Dans le champ politique. Disruptive, la société civile? Un candidat sans parti? Une primaire citoyenne ? Simplement le projet on ne peut plus élémentaire de mettre en oeuvre une gestion de la communauté qui réponde à ses attentes et à ses souhaits, dont l’expression est désormais possible de manière plus directe et plus lisible grâce aux nouvelles technologies de l’information et de la communication. Disruptive, la démocratie participative et la prise en compte des mouvements citoyens? Mais pourquoi se priverait-on d’une mise à jour, au moment où les citoyens le jugent souhaitable, du contrat social dont ils sont après tout les instigateurs, les souscripteurs et les garants?

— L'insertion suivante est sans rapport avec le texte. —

use super::*;

fn approx4(a: Rgba, b: Rgba) -> bool {
    a.iter().zip(b).all(|(x, y)| (x - y).abs() < 1.0 / 255.0)
}

#[test]
fn names_parse_back_to_formats() {
    for f in PixelFormat::ALL {
        assert_eq!(f.name().parse::<PixelFormat>().unwrap(), f);
        assert_eq!(f.to_string(), f.name());
    }
    assert_eq!(
        "argb32_premultiplied".parse::<PixelFormat>().unwrap(),
        PixelFormat::Argb32Premultiplied
    );
    assert!(matches!(
        "RGB565".parse::<PixelFormat>(),
        Err(FirtreeError::Format(_))
    ));
}

#[test]
fn serde_uses_canonical_names() {
    let json = serde_json::to_string(&PixelFormat::RgbaF32Premultiplied).unwrap();
    assert_eq!(json, "\"RGBA_F32_PREMULTIPLIED\"");
    let back: PixelFormat = serde_json::from_str("\"BGRX32\"").unwrap();
    assert_eq!(back, PixelFormat::Bgrx32);
}

#[test]
fn pixel_sizes() {
    assert_eq!(PixelFormat::Rgb24.bytes_per_pixel(), 3);
    assert_eq!(PixelFormat::Xrgb32.bytes_per_pixel(), 4);
    assert_eq!(PixelFormat::RgbaF32Premultiplied.bytes_per_pixel(), 16);
    assert!(!PixelFormat::Rgbx32.has_alpha());
    assert!(PixelFormat::Abgr32.has_alpha());
}

#[test]
fn byte_order_follows_name() {
    let c = [1.0, 0.0, 0.0, 1.0];
    let mut px = [0u8; 4];
    PixelFormat::Argb32Premultiplied.encode_pixel(c, &mut px);
    assert_eq!(px, [255, 255, 0, 0]);
    PixelFormat::Bgra32Premultiplied.encode_pixel(c, &mut px);
    assert_eq!(px, [0, 0, 255, 255]);
    PixelFormat::Xbgr32.encode_pixel(c, &mut px);
    assert_eq!(px, [255, 0, 0, 255]);

    let mut px3 = [0u8; 3];
    PixelFormat::Bgr24.encode_pixel([0.0, 0.0, 1.0, 1.0], &mut px3);
    assert_eq!(px3, [255, 0, 0]);
}

#[test]
fn straight_formats_unpremultiply_on_write() {
    let half_red = [0.5, 0.0, 0.0, 0.5];
    let mut straight = [0u8; 4];
    PixelFormat::Rgba32.encode_pixel(half_red, &mut straight);
    assert_eq!(straight, [255, 0, 0, 128]);

    let mut pre = [0u8; 4];
    PixelFormat::Rgba32Premultiplied.encode_pixel(half_red, &mut pre);
    assert_eq!(pre, [128, 0, 0, 128]);

    let back = PixelFormat::Rgba32.decode_pixel(&straight);
    assert!(approx4(back, [128.0 / 255.0, 0.0, 0.0, 128.0 / 255.0]));
}

#[test]
fn zero_alpha_straight_writes_zero_color() {
    let mut px = [9u8; 4];
    PixelFormat::Argb32.encode_pixel([0.3, 0.2, 0.1, 0.0], &mut px);
    assert_eq!(px, [0, 0, 0, 0]);
}

#[test]
fn formats_without_alpha_read_opaque() {
    let c = PixelFormat::Xrgb32.decode_pixel(&[0, 10, 20, 30]);
    assert_eq!(c[3], 1.0);
    assert!(approx4(c, [10.0 / 255.0, 20.0 / 255.0, 30.0 / 255.0, 1.0]));
    let c = PixelFormat::Rgb24.decode_pixel(&[255, 0, 255]);
    assert_eq!(c, [1.0, 0.0, 1.0, 1.0]);
}

#[test]
fn float_format_keeps_values_verbatim() {
    let c = [0.25, -0.5, 1.5, 0.75];
    let mut px = [0u8; 16];
    PixelFormat::RgbaF32Premultiplied.encode_pixel(c, &mut px);
    assert_eq!(&px[4..8], &(-0.5f32).to_ne_bytes());
    assert_eq!(PixelFormat::RgbaF32Premultiplied.decode_pixel(&px), c);
}

#[test]
fn out_of_range_values_clamp() {
    let mut px = [0u8; 4];
    PixelFormat::Rgba32Premultiplied.encode_pixel([2.0, -1.0, f32::NAN, 1.0], &mut px);
    assert_eq!(px, [255, 0, 0, 255]);
}

#[test]
fn desc_validation() {
    let d = BufferDesc::packed(4, 3, PixelFormat::Rgba32);
    assert_eq!(d.stride, 16);
    assert_eq!(d.required_len().unwrap(), 48);
    assert!(d.validate(48).is_ok());
    assert!(matches!(d.validate(47), Err(FirtreeError::Format(_))));

    let padded = BufferDesc::new(4, 3, 20, PixelFormat::Rgba32);
    assert_eq!(padded.required_len().unwrap(), 56);

    let narrow = BufferDesc::new(4, 3, 8, PixelFormat::Rgba32);
    assert!(matches!(narrow.validate(1000), Err(FirtreeError::Format(_))));

    let empty = BufferDesc::packed(0, 0, PixelFormat::Rgb24);
    assert!(empty.validate(0).is_ok());
}

#[test]
fn encode_skips_row_padding() {
    let d = BufferDesc::new(1, 2, 6, PixelFormat::Rgb24);
    let mut out = [7u8; 9];
    d.encode(&[[1.0, 0.0, 0.0, 1.0], [0.0, 1.0, 0.0, 1.0]], &mut out)
        .unwrap();
    assert_eq!(out, [255, 0, 0, 7, 7, 7, 0, 255, 0]);

    let texels = d.decode(&out).unwrap();
    assert_eq!(texels, vec![[1.0, 0.0, 0.0, 1.0], [0.0, 1.0, 0.0, 1.0]]);
}

#[test]
fn encode_rejects_texel_count_mismatch() {
    let d = BufferDesc::packed(2, 2, PixelFormat::Rgba32);
    let mut out = [0u8; 16];
    assert!(matches!(
        d.encode(&[[0.0; 4]; 3], &mut out),
        Err(FirtreeError::Format(_))
    ));
}
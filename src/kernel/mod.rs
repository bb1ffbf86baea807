//! Kernel handles: compilation state, typed argument binding and change notifications.
//!
//! A [`Kernel`] owns its source, the compiled program and one binding slot per declared
//! argument. Sampler arguments are the edges of the image graph; binding one that would close
//! a cycle is refused.

/// Extent policies for kernel samplers.
pub mod extent;
/// The shared [`Kernel`] handle.
pub mod handle;
/// Argument values and coercion.
pub mod value;

pub use extent::ExtentProvider;
pub use handle::{Kernel, KernelEvent, SubscriptionId};
pub use value::ArgValue;
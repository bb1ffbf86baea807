/// Convenience result type used across Firtree.
pub type FirtreeResult<T> = Result<T, FirtreeError>;

/// Top-level error taxonomy used by engine APIs.
#[derive(thiserror::Error, Debug)]
pub enum FirtreeError {
    /// Kernel source failed to lex, parse or type check.
    #[error("compile error: {0}")]
    Compile(String),

    /// An argument name that the compiled kernel does not declare.
    #[error("unknown argument: {0}")]
    UnknownArgument(String),

    /// A value whose dynamic type does not fit the declared argument type.
    #[error("type mismatch: {0}")]
    TypeMismatch(String),

    /// A sampler graph that cannot be evaluated (invalid kernel, cycle, wrong target).
    #[error("invalid graph: {0}")]
    InvalidGraph(String),

    /// Inversion of a non-invertible affine transform.
    #[error("singular transform: {0}")]
    SingularTransform(String),

    /// Unsupported pixel format or a buffer that does not match its description.
    #[error("format error: {0}")]
    Format(String),

    /// Runtime fault while executing kernel code.
    #[error("evaluation error: {0}")]
    Evaluation(String),

    /// Wrapped lower-level error from dependencies or IO.
    #[error(transparent)]
    Other(#[from] anyhow::Error),
}

impl FirtreeError {
    /// Build a [`FirtreeError::Compile`] value.
    pub fn compile(msg: impl Into<String>) -> Self {
        Self::Compile(msg.into())
    }

    /// Build a [`FirtreeError::UnknownArgument`] value.
    pub fn unknown_argument(name: impl Into<String>) -> Self {
        Self::UnknownArgument(name.into())
    }

    /// Build a [`FirtreeError::TypeMismatch`] value.
    pub fn type_mismatch(msg: impl Into<String>) -> Self {
        Self::TypeMismatch(msg.into())
    }

    /// Build a [`FirtreeError::InvalidGraph`] value.
    pub fn invalid_graph(msg: impl Into<String>) -> Self {
        Self::InvalidGraph(msg.into())
    }

    /// Build a [`FirtreeError::SingularTransform`] value.
    pub fn singular_transform(msg: impl Into<String>) -> Self {
        Self::SingularTransform(msg.into())
    }

    /// Build a [`FirtreeError::Format`] value.
    pub fn format(msg: impl Into<String>) -> Self {
        Self::Format(msg.into())
    }

    /// Build a [`FirtreeError::Evaluation`] value.
    pub fn evaluation(msg: impl Into<String>) -> Self {
        Self::Evaluation(msg.into())
    }
}

#[cfg(test)]
#[path = "../../tests/unit/foundation/error.rs"]
mod tests;
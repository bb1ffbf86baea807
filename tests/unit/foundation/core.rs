use super::*;

#[test]
fn infinite_extent_matches_convention() {
    let [x, y, w, h] = rect_to_xywh(INFINITE_EXTENT);
    assert_eq!(x, -0.5 * f32::MAX as f64);
    assert_eq!(y, -0.5 * f32::MAX as f64);
    assert_eq!(w, f32::MAX as f64);
    assert_eq!(h, f32::MAX as f64);
    assert!(is_infinite(INFINITE_EXTENT));
    assert!(!is_infinite(rect_xywh(0.0, 0.0, 1e9, 1e9)));
}

#[test]
fn inset_grows_with_negative_margins() {
    let r = inset_extent(rect_xywh(0.0, 0.0, 10.0, 20.0), -2.0, -3.0);
    assert_eq!(rect_to_xywh(r), [-2.0, -3.0, 14.0, 26.0]);

    let collapsed = inset_extent(rect_xywh(0.0, 0.0, 4.0, 4.0), 5.0, 1.0);
    assert_eq!(collapsed.width(), 0.0);
    assert_eq!(collapsed.height(), 2.0);

    assert!(is_infinite(inset_extent(INFINITE_EXTENT, 10.0, 10.0)));
}

#[test]
fn union_ignores_empty_and_absorbs_infinite() {
    let a = rect_xywh(10.0, 10.0, 5.0, 5.0);
    let empty = Rect::ZERO;
    assert_eq!(union_extent(empty, a), a);
    assert_eq!(union_extent(a, empty), a);
    let b = rect_xywh(-5.0, 0.0, 1.0, 1.0);
    assert_eq!(rect_to_xywh(union_extent(a, b)), [-5.0, 0.0, 20.0, 15.0]);
    assert!(is_infinite(union_extent(a, INFINITE_EXTENT)));
}

#[test]
fn intersect_disjoint_is_empty() {
    let a = rect_xywh(0.0, 0.0, 10.0, 10.0);
    let b = rect_xywh(20.0, 20.0, 10.0, 10.0);
    assert!(is_empty_extent(intersect_extent(a, b)));
    assert_eq!(intersect_extent(INFINITE_EXTENT, a), a);
    let c = rect_xywh(5.0, -5.0, 10.0, 10.0);
    assert_eq!(rect_to_xywh(intersect_extent(a, c)), [5.0, 0.0, 5.0, 5.0]);
}

#[test]
fn transform_extent_takes_bounding_box() {
    let r = transform_extent(
        Affine::translate((1.0, 2.0)) * Affine::scale(2.0),
        rect_xywh(0.0, 0.0, 3.0, 4.0),
    );
    assert_eq!(rect_to_xywh(r), [1.0, 2.0, 6.0, 8.0]);
    assert!(is_infinite(transform_extent(
        Affine::scale(0.5),
        INFINITE_EXTENT
    )));
}
//! CPU evaluation of sampler graphs.
//!
//! Rendering happens in two stages:
//!
//! 1. **Plan**: walk the graph from the root, validate every kernel, snapshot bindings and
//!    precompute per-node coordinate mappings and extents. Any failure here aborts before a
//!    pixel is produced.
//! 2. **Evaluate**: for each output pixel, pull a premultiplied color through the plan, then
//!    pack it into the requested [`PixelFormat`].
//!
//! The same machinery drives [`AccumulationCanvas`] composites and [`ReduceEngine`] scans.

/// Persistent composite targets.
pub mod canvas;
/// The pixel-buffer renderer.
pub mod cpu;
pub(crate) mod eval;
/// Packed pixel formats and buffer descriptions.
pub mod format;
/// Evaluation limits.
pub mod opts;
pub(crate) mod plan;
/// Reduce kernel scans.
pub mod reduce;
pub(crate) mod stack;
/// Host surfaces.
pub mod surface;

pub use canvas::AccumulationCanvas;
pub use cpu::{CpuRenderer, render_into_buffer};
pub use format::{BufferDesc, PixelFormat};
pub use opts::RenderOpts;
pub use reduce::{ReduceEngine, ReduceRecord, reduce};
pub use surface::{ImageSurface, Surface};
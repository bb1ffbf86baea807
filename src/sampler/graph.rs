use std::collections::HashSet;
use std::sync::Arc;

use crate::foundation::core::{INFINITE_EXTENT, Rect, intersect_extent, transform_extent};
use crate::foundation::error::{FirtreeError, FirtreeResult};
use crate::kernel::{ExtentProvider, Kernel};
use crate::language::KernelTarget;
use crate::render::canvas::AccumulationCanvas;
use crate::sampler::buffer::BufferSampler;
use crate::transform::affine::AffineTransform;

/// Node variants of the image graph.
pub(crate) enum SamplerNode {
    Empty,
    Buffer(BufferSampler),
    Kernel {
        kernel: Kernel,
        extent: ExtentProvider,
    },
    Transform {
        child: Sampler,
        transform: AffineTransform,
    },
    Crop {
        child: Sampler,
        rect: Rect,
    },
    Canvas(AccumulationCanvas),
}

/// Discriminant of a [`Sampler`] node.
#[derive(Clone, Copy, Debug, PartialEq, Eq, Hash)]
pub enum SamplerKind {
    /// Transparent everywhere.
    Empty,
    /// Decoded pixel buffer.
    Buffer,
    /// Output of a kernel.
    Kernel,
    /// Child remapped through an affine transform.
    Transform,
    /// Child clipped to a rectangle.
    Crop,
    /// Current contents of an accumulation canvas.
    Canvas,
}

/// A node of the lazily evaluated image graph.
///
/// Samplers are cheap shared handles. A node may have any number of parents; edges are
/// fixed at construction except kernel sampler arguments, which are rebound on the kernel.
#[derive(Clone)]
pub struct Sampler {
    node: Arc<SamplerNode>,
}

impl Sampler {
    fn from_node(node: SamplerNode) -> Self {
        Self {
            node: Arc::new(node),
        }
    }

    /// Transparent black over the whole plane.
    pub fn empty() -> Self {
        Self::from_node(SamplerNode::Empty)
    }

    /// Leaf node over decoded pixels.
    pub fn from_buffer(buffer: BufferSampler) -> Self {
        Self::from_node(SamplerNode::Buffer(buffer))
    }

    /// Node evaluating `kernel` with an infinite extent.
    pub fn from_kernel(kernel: &Kernel) -> FirtreeResult<Self> {
        Self::from_kernel_with_extent(kernel, ExtentProvider::Infinite)
    }

    /// Node evaluating `kernel`, with its extent computed by `extent`.
    ///
    /// Reduce kernels produce records, not images, and are rejected.
    pub fn from_kernel_with_extent(kernel: &Kernel, extent: ExtentProvider) -> FirtreeResult<Self> {
        if kernel.target() == Some(KernelTarget::Reduce) {
            return Err(FirtreeError::invalid_graph(
                "a __reduce kernel cannot be used as an image",
            ));
        }
        Ok(Self::from_node(SamplerNode::Kernel {
            kernel: kernel.clone(),
            extent,
        }))
    }

    pub(crate) fn from_canvas(canvas: AccumulationCanvas) -> Self {
        Self::from_node(SamplerNode::Canvas(canvas))
    }

    /// This sampler seen through `transform`: a point `p` of the result reads `T⁻¹·p` here.
    pub fn transformed(&self, transform: AffineTransform) -> Self {
        Self::from_node(SamplerNode::Transform {
            child: self.clone(),
            transform,
        })
    }

    /// This sampler clipped to `rect`; transparent outside it.
    pub fn cropped(&self, rect: Rect) -> Self {
        Self::from_node(SamplerNode::Crop {
            child: self.clone(),
            rect,
        })
    }

    /// Region outside which the sampler is transparent.
    ///
    /// Unbounded nodes report [`INFINITE_EXTENT`].
    pub fn extent(&self) -> Rect {
        match &*self.node {
            SamplerNode::Empty => INFINITE_EXTENT,
            SamplerNode::Buffer(b) => b.extent(),
            SamplerNode::Kernel { kernel, extent } => extent.resolve(kernel),
            SamplerNode::Transform { child, transform } => {
                transform_extent(transform.to_affine(), child.extent())
            }
            SamplerNode::Crop { child, rect } => intersect_extent(child.extent(), *rect),
            SamplerNode::Canvas(c) => c.extent(),
        }
    }

    /// Own transform of a transform node; identity for every other kind.
    pub fn transform(&self) -> AffineTransform {
        match &*self.node {
            SamplerNode::Transform { transform, .. } => *transform,
            _ => AffineTransform::identity(),
        }
    }

    /// Which kind of node this is.
    pub fn kind(&self) -> SamplerKind {
        match &*self.node {
            SamplerNode::Empty => SamplerKind::Empty,
            SamplerNode::Buffer(_) => SamplerKind::Buffer,
            SamplerNode::Kernel { .. } => SamplerKind::Kernel,
            SamplerNode::Transform { .. } => SamplerKind::Transform,
            SamplerNode::Crop { .. } => SamplerKind::Crop,
            SamplerNode::Canvas(_) => SamplerKind::Canvas,
        }
    }

    /// The wrapped kernel of a kernel node.
    pub fn kernel(&self) -> Option<&Kernel> {
        match &*self.node {
            SamplerNode::Kernel { kernel, .. } => Some(kernel),
            _ => None,
        }
    }

    /// True when both handles refer to the same node.
    pub fn ptr_eq(&self, other: &Sampler) -> bool {
        Arc::ptr_eq(&self.node, &other.node)
    }

    pub(crate) fn node(&self) -> &SamplerNode {
        &self.node
    }

    pub(crate) fn node_key(&self) -> usize {
        Arc::as_ptr(&self.node) as usize
    }

    /// True when evaluating this sampler would run the kernel with id `kernel_id`.
    pub(crate) fn reaches_kernel(&self, kernel_id: u64) -> bool {
        let mut seen = HashSet::new();
        let mut stack = vec![self.clone()];
        while let Some(s) = stack.pop() {
            if !seen.insert(s.node_key()) {
                continue;
            }
            match s.node() {
                SamplerNode::Kernel { kernel, .. } => {
                    if kernel.id() == kernel_id {
                        return true;
                    }
                    stack.extend(kernel.bound_samplers().into_iter().map(|(_, s)| s));
                }
                SamplerNode::Transform { child, .. } | SamplerNode::Crop { child, .. } => {
                    stack.push(child.clone());
                }
                SamplerNode::Empty | SamplerNode::Buffer(_) | SamplerNode::Canvas(_) => {}
            }
        }
        false
    }
}

impl Default for Sampler {
    fn default() -> Self {
        Self::empty()
    }
}

impl From<BufferSampler> for Sampler {
    fn from(buffer: BufferSampler) -> Self {
        Self::from_buffer(buffer)
    }
}

impl std::fmt::Debug for Sampler {
    fn fmt(&self, f: &mut std::fmt::Formatter<'_>) -> std::fmt::Result {
        let mut d = f.debug_struct("Sampler");
        d.field("kind", &self.kind());
        match &*self.node {
            SamplerNode::Buffer(b) => d.field("size", &(b.width(), b.height())),
            SamplerNode::Kernel { kernel, extent } => {
                d.field("kernel", kernel).field("extent", extent)
            }
            SamplerNode::Transform { transform, .. } => d.field("transform", transform),
            SamplerNode::Crop { rect, .. } => d.field("rect", rect),
            SamplerNode::Canvas(c) => d.field("extent", &c.extent()),
            SamplerNode::Empty => &mut d,
        };
        d.finish_non_exhaustive()
    }
}

#[cfg(test)]
#[path = "../../tests/unit/sampler/graph.rs"]
mod tests;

Dans le champ géopolitique. Disruptif, le fédéralisme mondial? Ou simplement réaliser qu’au sein de cultures différentes et qui n’ont pas de raison de s’uniformiser, les hommes et les femmes partagent la même humanité et doivent pouvoir bénéficier des mêmes libertés, des mêmes opportunités, du même accès aux ressources essentielles et des mêmes droits fondamentaux.
Dans le champ éducatif. Disruptif, le recours aux ressources en ligne? Tout juste ne pas empêcher tel ou tel citoyen d’accéder à un enseignement choisi, optimisé pour ses besoins et les contraintes qui sont les siennes, quel que soit son lieu de naissance ou son environnement familial ou culturel.
On pourrait multiplier les exemples.
Et pour la mixité? Les innombrables motifs de rétablissement d’un équilibre naturel n’ayant manifestement pas suffit, reste l’action individuelle. Disruptif, #JamaisSansElles ? Ou simplement la prise de conscience de ce qu’il y a d’absurde et de grotesque à participer à une manifestation publique aussi notoirement déséquilibrée qu’elle n’inclut pas la moindre femme parmi ses intervenants. Simple refus, au fond, de perdre son temps dans des événements qui, étant manifestement bancals, seront inévitablement futiles.
Disruption, dites-vous? Peut-être le temps du bon sens est-il tout simplement venu…
Etienne Parizot est astrophysicien et membre de l’association #JamaisSansElles.